Stored items

---+---

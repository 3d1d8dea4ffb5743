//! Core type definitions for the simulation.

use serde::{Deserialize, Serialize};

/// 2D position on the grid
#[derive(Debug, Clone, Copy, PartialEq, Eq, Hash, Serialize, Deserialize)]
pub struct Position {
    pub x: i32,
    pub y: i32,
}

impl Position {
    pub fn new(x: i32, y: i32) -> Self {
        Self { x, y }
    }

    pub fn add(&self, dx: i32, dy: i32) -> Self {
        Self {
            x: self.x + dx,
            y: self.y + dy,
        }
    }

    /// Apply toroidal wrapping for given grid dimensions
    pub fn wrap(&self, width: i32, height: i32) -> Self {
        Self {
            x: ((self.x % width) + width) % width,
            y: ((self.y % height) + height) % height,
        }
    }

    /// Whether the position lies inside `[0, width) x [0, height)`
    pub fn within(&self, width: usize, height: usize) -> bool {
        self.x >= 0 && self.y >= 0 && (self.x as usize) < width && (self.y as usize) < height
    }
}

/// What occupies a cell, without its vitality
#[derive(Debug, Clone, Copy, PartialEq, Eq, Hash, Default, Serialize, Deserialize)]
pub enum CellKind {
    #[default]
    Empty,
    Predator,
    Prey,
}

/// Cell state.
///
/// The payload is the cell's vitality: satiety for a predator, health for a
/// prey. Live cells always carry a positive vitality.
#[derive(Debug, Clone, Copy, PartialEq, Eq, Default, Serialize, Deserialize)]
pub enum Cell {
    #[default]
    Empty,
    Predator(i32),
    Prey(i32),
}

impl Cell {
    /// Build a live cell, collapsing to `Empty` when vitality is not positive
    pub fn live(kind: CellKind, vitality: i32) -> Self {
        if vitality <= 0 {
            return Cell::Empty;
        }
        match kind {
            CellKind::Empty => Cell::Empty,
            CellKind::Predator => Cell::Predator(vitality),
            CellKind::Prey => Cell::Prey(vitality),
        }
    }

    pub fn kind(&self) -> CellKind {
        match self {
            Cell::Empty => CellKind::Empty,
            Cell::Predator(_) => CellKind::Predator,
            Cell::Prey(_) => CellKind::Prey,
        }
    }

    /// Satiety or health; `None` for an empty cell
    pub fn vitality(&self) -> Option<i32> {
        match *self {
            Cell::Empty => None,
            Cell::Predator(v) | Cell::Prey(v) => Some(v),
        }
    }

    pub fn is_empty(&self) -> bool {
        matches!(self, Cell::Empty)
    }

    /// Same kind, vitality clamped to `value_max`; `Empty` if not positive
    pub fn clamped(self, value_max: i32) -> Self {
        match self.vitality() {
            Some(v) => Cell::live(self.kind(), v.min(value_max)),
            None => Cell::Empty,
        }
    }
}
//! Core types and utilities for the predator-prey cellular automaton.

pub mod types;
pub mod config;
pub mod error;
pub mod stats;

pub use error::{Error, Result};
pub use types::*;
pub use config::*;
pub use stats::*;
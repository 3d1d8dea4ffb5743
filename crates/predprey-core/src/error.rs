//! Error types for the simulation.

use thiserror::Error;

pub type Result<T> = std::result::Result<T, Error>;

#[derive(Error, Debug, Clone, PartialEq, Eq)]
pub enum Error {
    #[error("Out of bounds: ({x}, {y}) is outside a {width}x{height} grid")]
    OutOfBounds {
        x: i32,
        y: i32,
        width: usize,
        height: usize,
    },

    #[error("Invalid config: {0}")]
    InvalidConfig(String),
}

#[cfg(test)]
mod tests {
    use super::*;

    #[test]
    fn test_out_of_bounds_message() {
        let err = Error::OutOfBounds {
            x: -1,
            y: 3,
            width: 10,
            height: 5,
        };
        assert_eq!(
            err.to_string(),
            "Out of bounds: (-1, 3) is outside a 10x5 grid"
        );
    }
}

---+---

Beginning with the line above that contains "pub fn live(kind: CellKind, vitality: i32)", copy each line exactly up to and including the line that contains "pub type Result<T>", and go no further.

    pub fn live(kind: CellKind, vitality: i32) -> Self {
        if vitality <= 0 {
            return Cell::Empty;
        }
        match kind {
            CellKind::Empty => Cell::Empty,
            CellKind::Predator => Cell::Predator(vitality),
            CellKind::Prey => Cell::Prey(vitality),
        }
    }

    pub fn kind(&self) -> CellKind {
        match self {
            Cell::Empty => CellKind::Empty,
            Cell::Predator(_) => CellKind::Predator,
            Cell::Prey(_) => CellKind::Prey,
        }
    }

    /// Satiety or health; `None` for an empty cell
    pub fn vitality(&self) -> Option<i32> {
        match *self {
            Cell::Empty => None,
            Cell::Predator(v) | Cell::Prey(v) => Some(v),
        }
    }

    pub fn is_empty(&self) -> bool {
        matches!(self, Cell::Empty)
    }

    /// Same kind, vitality clamped to `value_max`; `Empty` if not positive
    pub fn clamped(self, value_max: i32) -> Self {
        match self.vitality() {
            Some(v) => Cell::live(self.kind(), v.min(value_max)),
            None => Cell::Empty,
        }
    }
}
//! Core types and utilities for the predator-prey cellular automaton.

pub mod types;
pub mod config;
pub mod error;
pub mod stats;

pub use error::{Error, Result};
pub use types::*;
pub use config::*;
pub use stats::*;
repository 3d1d8dea4ffb5743
filename crates/predprey-core/src/error.rs
//! Error types for the simulation.

use thiserror::Error;

pub type Result<T> = std::result::Result<T, Error>;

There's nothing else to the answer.